[Dataset items]
____
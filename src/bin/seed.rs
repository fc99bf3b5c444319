//! Resets the database and loads a small demo data set.
//!
//! Wipes every table, then inserts a handful of accounts, two published
//! offers, applications in each state and two placements. Intended for
//! local development only.

use chrono::NaiveDate;
use sea_orm::{DatabaseConnection, EntityTrait};
use tracing_subscriber::EnvFilter;

use practika::model::account::Role;
use practika::model::application::ApplicationState;
use practika::model::placement::PlacementState;
use practika::server::data::account::{AccountRepository, NewAccount};
use practika::server::data::application::{ApplicationRepository, NewApplication};
use practika::server::data::offer::{NewOffer, OfferRepository};
use practika::server::data::placement::{NewPlacement, PlacementRepository};
use practika::server::error::Error;
use practika::server::{config::Config, startup};

#[tokio::main]
async fn main() {
    dotenvy::dotenv().ok();

    tracing_subscriber::fmt()
        .with_env_filter(EnvFilter::try_from_default_env().unwrap_or_else(|_| "info".into()))
        .init();

    let config = match Config::from_env() {
        Ok(config) => config,
        Err(e) => {
            eprintln!("Configuration error: {}", e);
            std::process::exit(1);
        }
    };

    let db = startup::connect_to_database(&config).await.unwrap();

    if let Err(e) = seed(&db).await {
        tracing::error!("Seeding failed: {}", e);
        std::process::exit(1);
    }

    tracing::info!("Seed completed");
}

async fn seed(db: &DatabaseConnection) -> Result<(), Error> {
    entity::prelude::Placement::delete_many().exec(db).await?;
    entity::prelude::Application::delete_many().exec(db).await?;
    entity::prelude::Offer::delete_many().exec(db).await?;
    entity::prelude::Account::delete_many().exec(db).await?;

    let accounts = AccountRepository::new(db);

    let student1 = accounts
        .create(
            Role::Student,
            NewAccount {
                name: "João Silva".to_string(),
                email: "joao@email.com".to_string(),
                field_of_study: Some("Engenharia Informática".to_string()),
                skills: Some("JavaScript, Node.js, React".to_string()),
                resume: Some("link_para_cv.pdf".to_string()),
                ..Default::default()
            },
        )
        .await?;

    let student2 = accounts
        .create(
            Role::Student,
            NewAccount {
                name: "Ana Costa".to_string(),
                email: "ana@email.com".to_string(),
                field_of_study: Some("Engenharia Informática".to_string()),
                skills: Some("Python, Django, MongoDB".to_string()),
                resume: Some("link_para_cv2.pdf".to_string()),
                ..Default::default()
            },
        )
        .await?;

    let professor1 = accounts
        .create(
            Role::Professor,
            NewAccount {
                name: "Dra. Maria Santos".to_string(),
                email: "maria@email.com".to_string(),
                department: Some("Engenharia".to_string()),
                ..Default::default()
            },
        )
        .await?;

    let professor2 = accounts
        .create(
            Role::Professor,
            NewAccount {
                name: "Dr. Pedro Oliveira".to_string(),
                email: "pedro@email.com".to_string(),
                department: Some("Engenharia Informática".to_string()),
                ..Default::default()
            },
        )
        .await?;

    let company1 = accounts
        .create(
            Role::Company,
            NewAccount {
                name: "Tech Solutions".to_string(),
                email: "contact@techsolutions.com".to_string(),
                tax_id: Some("123456789".to_string()),
                validated: Some(true),
                ..Default::default()
            },
        )
        .await?;

    let company2 = accounts
        .create(
            Role::Company,
            NewAccount {
                name: "Innovatech".to_string(),
                email: "contact@innovatech.com".to_string(),
                tax_id: Some("987654321".to_string()),
                validated: Some(true),
                ..Default::default()
            },
        )
        .await?;

    // Left unvalidated so the coordinator validation flow has something
    // to act on.
    accounts
        .create(
            Role::Company,
            NewAccount {
                name: "Futura Labs".to_string(),
                email: "contact@futuralabs.com".to_string(),
                tax_id: Some("555444333".to_string()),
                validated: Some(false),
                ..Default::default()
            },
        )
        .await?;

    accounts
        .create(
            Role::Coordinator,
            NewAccount {
                name: "Carlos Ferreira".to_string(),
                email: "carlos@email.com".to_string(),
                ..Default::default()
            },
        )
        .await?;

    let offers = OfferRepository::new(db);

    let offer1 = offers
        .create(NewOffer {
            title: "Desenvolvedor Frontend".to_string(),
            description: Some("React + Tailwind".to_string()),
            duration: Some("3 meses".to_string()),
            location: Some("Lisboa".to_string()),
            company_id: company1.id,
        })
        .await?;

    let offer2 = offers
        .create(NewOffer {
            title: "Backend Node.js".to_string(),
            description: Some("Node.js + MongoDB".to_string()),
            duration: Some("6 meses".to_string()),
            location: Some("Porto".to_string()),
            company_id: company2.id,
        })
        .await?;

    let applications = ApplicationRepository::new(db);

    applications
        .create(NewApplication {
            state: ApplicationState::Pending,
            student_id: student1.id,
            offer_id: offer1.id,
        })
        .await?;

    applications
        .create(NewApplication {
            state: ApplicationState::Accepted,
            student_id: student2.id,
            offer_id: offer2.id,
        })
        .await?;

    applications
        .create(NewApplication {
            state: ApplicationState::Rejected,
            student_id: student1.id,
            offer_id: offer2.id,
        })
        .await?;

    let placements = PlacementRepository::new(db);

    placements
        .create(NewPlacement {
            start_date: date(2025, 9, 1),
            end_date: Some(date(2025, 12, 1)),
            state: PlacementState::Active,
            student_id: student1.id,
            professor_id: professor1.id,
        })
        .await?;

    placements
        .create(NewPlacement {
            start_date: date(2025, 6, 1),
            end_date: Some(date(2025, 12, 1)),
            state: PlacementState::Completed,
            student_id: student2.id,
            professor_id: professor2.id,
        })
        .await?;

    Ok(())
}

fn date(year: i32, month: u32, day: u32) -> NaiveDate {
    NaiveDate::from_ymd_opt(year, month, day).unwrap()
}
____
HOW TO COMPLETE THIS TASK
Show all lines in the entries above where the word "async" appears.

RESPONSE TO THE EXERCISE
async fn main() {
async fn seed(db: &DatabaseConnection) -> Result<(), Error> {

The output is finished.